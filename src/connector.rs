//! Public client façade over the supervisor.

use std::sync::Arc;
use std::time::Instant;

use tokio::sync::{broadcast, watch};
use tokio::task::JoinHandle;

use crate::Result;
use crate::close::CloseCode;
use crate::events::{ConnectorListener, spawn_dispatcher};
use crate::message::Message;
use crate::monitor::PathStatus;
use crate::pinging::PingingConfig;
use crate::retry::RetryPolicy;
use crate::status::Status;
use crate::supervisor::Inner;
use crate::transport::{ConnectTarget, Transport};

/// Configuration for a [`Connector`].
///
/// Subsystems left `None` are disabled: no retrier means a closed connection
/// stays closed, no pinging means no liveness checks, no monitor means
/// reachability never gates reconnection.
#[non_exhaustive]
#[derive(Debug, Clone, Default)]
pub struct Config {
    /// Subprotocols offered during the handshake, in preference order.
    pub subprotocols: Vec<String>,
    /// Reconnection policy. `None` disables retrying.
    pub retrier: Option<RetryPolicy>,
    /// Liveness pinging. `None` disables the pinger.
    pub pinging: Option<PingingConfig>,
    /// Reachability signal. `None` leaves the path permanently satisfied.
    pub monitor: Option<watch::Receiver<PathStatus>>,
}

/// A long-lived client owning one logical WebSocket connection.
///
/// The connector keeps the connection healthy across transient failures:
/// closes are classified, fed through the retry policy, and reopened after
/// backoff; liveness is checked by the pinger; reachability loss closes the
/// connection and recovery reopens it. Sends are rejected with
/// [`Kind::NotOpened`](crate::Kind::NotOpened) while not opened — there is no
/// outbound queue.
///
/// # Example
///
/// ```no_run
/// use std::time::Duration;
/// use ws_warden::{Backoff, Config, ConnectTarget, Connector, RetryPolicy};
///
/// # async fn example() -> ws_warden::Result<()> {
/// let mut config = Config::default();
/// config.retrier = Some(RetryPolicy::new(
///     Backoff::Exponential { base: 2.0, scale: 0.25 },
///     5,
/// ));
///
/// let target = ConnectTarget::url("wss://example.com/feed")?;
/// let connector = Connector::new(target, config);
///
/// let mut statuses = connector.status_receiver();
/// connector.open();
/// statuses.changed().await.ok();
/// # Ok(())
/// # }
/// ```
pub struct Connector {
    inner: Arc<Inner>,
    dispatcher: JoinHandle<()>,
}

impl Connector {
    /// Create a connector over the bundled tungstenite transport, without a
    /// listener. Observe the connection through [`status_receiver`] and
    /// [`subscribe`] instead.
    ///
    /// Must be called within a tokio runtime.
    ///
    /// [`status_receiver`]: Connector::status_receiver
    /// [`subscribe`]: Connector::subscribe
    #[cfg(feature = "tungstenite")]
    #[must_use]
    pub fn new(target: ConnectTarget, config: Config) -> Self {
        Self::with_transport(
            target,
            config,
            Arc::new(crate::transport::tungstenite::TungsteniteTransport::new()),
            Arc::new(crate::events::NoopListener),
        )
    }

    /// Create a connector over the bundled tungstenite transport with a
    /// listener receiving every status, message, error and challenge event.
    #[cfg(feature = "tungstenite")]
    #[must_use]
    pub fn with_listener(
        target: ConnectTarget,
        config: Config,
        listener: Arc<dyn ConnectorListener>,
    ) -> Self {
        Self::with_transport(
            target,
            config,
            Arc::new(crate::transport::tungstenite::TungsteniteTransport::new()),
            listener,
        )
    }

    /// Create a connector over a custom [`Transport`].
    #[must_use]
    pub fn with_transport(
        target: ConnectTarget,
        config: Config,
        transport: Arc<dyn Transport>,
        listener: Arc<dyn ConnectorListener>,
    ) -> Self {
        let (events, dispatcher) = spawn_dispatcher(listener);
        let inner = Inner::new(transport, target, config, events);
        Self { inner, dispatcher }
    }

    /// Transition to `Opening` and connect. No-op while already opening or
    /// opened; while closing, the settling close wins and the host can call
    /// `open` again once closed.
    pub fn open(&self) {
        self.inner.open();
    }

    /// Gracefully close with [`CloseCode::NormalClosure`]. A manual close is
    /// never retried. No-op while already closing or closed.
    pub fn close(&self) {
        self.close_with(CloseCode::NormalClosure);
    }

    /// Gracefully close with the given code. Codes outside the sendable
    /// ranges are withheld from the wire.
    pub fn close_with(&self, code: CloseCode) {
        self.inner.close_with(code, None);
    }

    /// Send a message.
    ///
    /// # Errors
    ///
    /// Fails with [`Kind::NotOpened`](crate::Kind::NotOpened) unless the
    /// status is `Opened`; there is no queueing across reconnects.
    pub fn send(&self, message: Message) -> Result<()> {
        self.inner.send(message)
    }

    /// Send a protocol-level ping. The pong surfaces as
    /// [`Message::Pong`] through the normal message path.
    ///
    /// # Errors
    ///
    /// Fails with [`Kind::NotOpened`](crate::Kind::NotOpened) unless the
    /// status is `Opened`.
    pub fn send_ping(&self) -> Result<()> {
        self.inner.send_ping()
    }

    /// Current status.
    #[must_use]
    pub fn status(&self) -> Status {
        self.inner.status()
    }

    /// Watch channel of status transitions.
    #[must_use]
    pub fn status_receiver(&self) -> watch::Receiver<Status> {
        self.inner.status_receiver()
    }

    /// Subscribe to incoming messages. Each call returns an independent
    /// receiver.
    #[must_use]
    pub fn subscribe(&self) -> broadcast::Receiver<Message> {
        self.inner.subscribe()
    }

    /// When the current connection was established, if opened.
    #[must_use]
    pub fn opened_at(&self) -> Option<Instant> {
        self.inner.opened_at()
    }

    /// Install or remove the retry policy.
    ///
    /// # Errors
    ///
    /// Rejected unless the status is `Closed`.
    pub fn using_retrier(&self, retrier: Option<RetryPolicy>) -> Result<()> {
        self.inner.using_retrier(retrier)
    }

    /// Install or remove the liveness pinging configuration.
    ///
    /// # Errors
    ///
    /// Rejected unless the status is `Closed`.
    pub fn using_pinging(&self, pinging: Option<PingingConfig>) -> Result<()> {
        self.inner.using_pinging(pinging)
    }

    /// Install or remove the reachability signal.
    ///
    /// # Errors
    ///
    /// Rejected unless the status is `Closed`.
    pub fn using_monitor(&self, monitor: Option<watch::Receiver<PathStatus>>) -> Result<()> {
        self.inner.using_monitor(monitor)
    }

    /// Start ping cycles. Required for `Provider` pinging, whose lifecycle
    /// the host drives; `Standard` pinging resumes by itself on open.
    pub fn resume_pinging(&self) {
        self.inner.pinger().resume();
    }

    /// Stop ping cycles and cancel any pending cycle step. Idempotent.
    pub fn suspend_pinging(&self) {
        self.inner.pinger().suspend();
    }
}

impl Drop for Connector {
    fn drop(&mut self) {
        self.inner.shutdown();
        self.dispatcher.abort();
    }
}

□ □ □ □

Everything in the listing above should be printed again exactly.

filename src/connector.rs
//! Public client façade over the supervisor.

use std::sync::Arc;
use std::time::Instant;

use tokio::sync::{broadcast, watch};
use tokio::task::JoinHandle;

use crate::Result;
use crate::close::CloseCode;
use crate::events::{ConnectorListener, spawn_dispatcher};
use crate::message::Message;
use crate::monitor::PathStatus;
use crate::pinging::PingingConfig;
use crate::retry::RetryPolicy;
use crate::status::Status;
use crate::supervisor::Inner;
use crate::transport::{ConnectTarget, Transport};

/// Configuration for a [`Connector`].
///
/// Subsystems left `None` are disabled: no retrier means a closed connection
/// stays closed, no pinging means no liveness checks, no monitor means
/// reachability never gates reconnection.
#[non_exhaustive]
#[derive(Debug, Clone, Default)]
pub struct Config {
    /// Subprotocols offered during the handshake, in preference order.
    pub subprotocols: Vec<String>,
    /// Reconnection policy. `None` disables retrying.
    pub retrier: Option<RetryPolicy>,
    /// Liveness pinging. `None` disables the pinger.
    pub pinging: Option<PingingConfig>,
    /// Reachability signal. `None` leaves the path permanently satisfied.
    pub monitor: Option<watch::Receiver<PathStatus>>,
}

/// A long-lived client owning one logical WebSocket connection.
///
/// The connector keeps the connection healthy across transient failures:
/// closes are classified, fed through the retry policy, and reopened after
/// backoff; liveness is checked by the pinger; reachability loss closes the
/// connection and recovery reopens it. Sends are rejected with
/// [`Kind::NotOpened`](crate::Kind::NotOpened) while not opened — there is no
/// outbound queue.
///
/// # Example
///
/// ```no_run
/// use std::time::Duration;
/// use ws_warden::{Backoff, Config, ConnectTarget, Connector, RetryPolicy};
///
/// # async fn example() -> ws_warden::Result<()> {
/// let mut config = Config::default();
/// config.retrier = Some(RetryPolicy::new(
///     Backoff::Exponential { base: 2.0, scale: 0.25 },
///     5,
/// ));
///
/// let target = ConnectTarget::url("wss://example.com/feed")?;
/// let connector = Connector::new(target, config);
///
/// let mut statuses = connector.status_receiver();
/// connector.open();
/// statuses.changed().await.ok();
/// # Ok(())
/// # }
/// ```
pub struct Connector {
    inner: Arc<Inner>,
    dispatcher: JoinHandle<()>,
}

impl Connector {
    /// Create a connector over the bundled tungstenite transport, without a
    /// listener. Observe the connection through [`status_receiver`] and
    /// [`subscribe`] instead.
    ///
    /// Must be called within a tokio runtime.
    ///
    /// [`status_receiver`]: Connector::status_receiver
    /// [`subscribe`]: Connector::subscribe
    #[cfg(feature = "tungstenite")]
    #[must_use]
    pub fn new(target: ConnectTarget, config: Config) -> Self {
        Self::with_transport(
            target,
            config,
            Arc::new(crate::transport::tungstenite::TungsteniteTransport::new()),
            Arc::new(crate::events::NoopListener),
        )
    }

    /// Create a connector over the bundled tungstenite transport with a
    /// listener receiving every status, message, error and challenge event.
    #[cfg(feature = "tungstenite")]
    #[must_use]
    pub fn with_listener(
        target: ConnectTarget,
        config: Config,
        listener: Arc<dyn ConnectorListener>,
    ) -> Self {
        Self::with_transport(
            target,
            config,
            Arc::new(crate::transport::tungstenite::TungsteniteTransport::new()),
            listener,
        )
    }

    /// Create a connector over a custom [`Transport`].
    #[must_use]
    pub fn with_transport(
        target: ConnectTarget,
        config: Config,
        transport: Arc<dyn Transport>,
        listener: Arc<dyn ConnectorListener>,
    ) -> Self {
        let (events, dispatcher) = spawn_dispatcher(listener);
        let inner = Inner::new(transport, target, config, events);
        Self { inner, dispatcher }
    }

    /// Transition to `Opening` and connect. No-op while already opening or
    /// opened; while closing, the settling close wins and the host can call
    /// `open` again once closed.
    pub fn open(&self) {
        self.inner.open();
    }

    /// Gracefully close with [`CloseCode::NormalClosure`]. A manual close is
    /// never retried. No-op while already closing or closed.
    pub fn close(&self) {
        self.close_with(CloseCode::NormalClosure);
    }

    /// Gracefully close with the given code. Codes outside the sendable
    /// ranges are withheld from the wire.
    pub fn close_with(&self, code: CloseCode) {
        self.inner.close_with(code, None);
    }

    /// Send a message.
    ///
    /// # Errors
    ///
    /// Fails with [`Kind::NotOpened`](crate::Kind::NotOpened) unless the
    /// status is `Opened`; there is no queueing across reconnects.
    pub fn send(&self, message: Message) -> Result<()> {
        self.inner.send(message)
    }

    /// Send a protocol-level ping. The pong surfaces as
    /// [`Message::Pong`] through the normal message path.
    ///
    /// # Errors
    ///
    /// Fails with [`Kind::NotOpened`](crate::Kind::NotOpened) unless the
    /// status is `Opened`.
    pub fn send_ping(&self) -> Result<()> {
        self.inner.send_ping()
    }

    /// Current status.
    #[must_use]
    pub fn status(&self) -> Status {
        self.inner.status()
    }

    /// Watch channel of status transitions.
    #[must_use]
    pub fn status_receiver(&self) -> watch::Receiver<Status> {
        self.inner.status_receiver()
    }

    /// Subscribe to incoming messages. Each call returns an independent
    /// receiver.
    #[must_use]
    pub fn subscribe(&self) -> broadcast::Receiver<Message> {
        self.inner.subscribe()
    }

    /// When the current connection was established, if opened.
    #[must_use]
    pub fn opened_at(&self) -> Option<Instant> {
        self.inner.opened_at()
    }

    /// Install or remove the retry policy.
    ///
    /// # Errors
    ///
    /// Rejected unless the status is `Closed`.
    pub fn using_retrier(&self, retrier: Option<RetryPolicy>) -> Result<()> {
        self.inner.using_retrier(retrier)
    }

    /// Install or remove the liveness pinging configuration.
    ///
    /// # Errors
    ///
    /// Rejected unless the status is `Closed`.
    pub fn using_pinging(&self, pinging: Option<PingingConfig>) -> Result<()> {
        self.inner.using_pinging(pinging)
    }

    /// Install or remove the reachability signal.
    ///
    /// # Errors
    ///
    /// Rejected unless the status is `Closed`.
    pub fn using_monitor(&self, monitor: Option<watch::Receiver<PathStatus>>) -> Result<()> {
        self.inner.using_monitor(monitor)
    }

    /// Start ping cycles. Required for `Provider` pinging, whose lifecycle
    /// the host drives; `Standard` pinging resumes by itself on open.
    pub fn resume_pinging(&self) {
        self.inner.pinger().resume();
    }

    /// Stop ping cycles and cancel any pending cycle step. Idempotent.
    pub fn suspend_pinging(&self) {
        self.inner.pinger().suspend();
    }
}

impl Drop for Connector {
    fn drop(&mut self) {
        self.inner.shutdown();
        self.dispatcher.abort();
    }
}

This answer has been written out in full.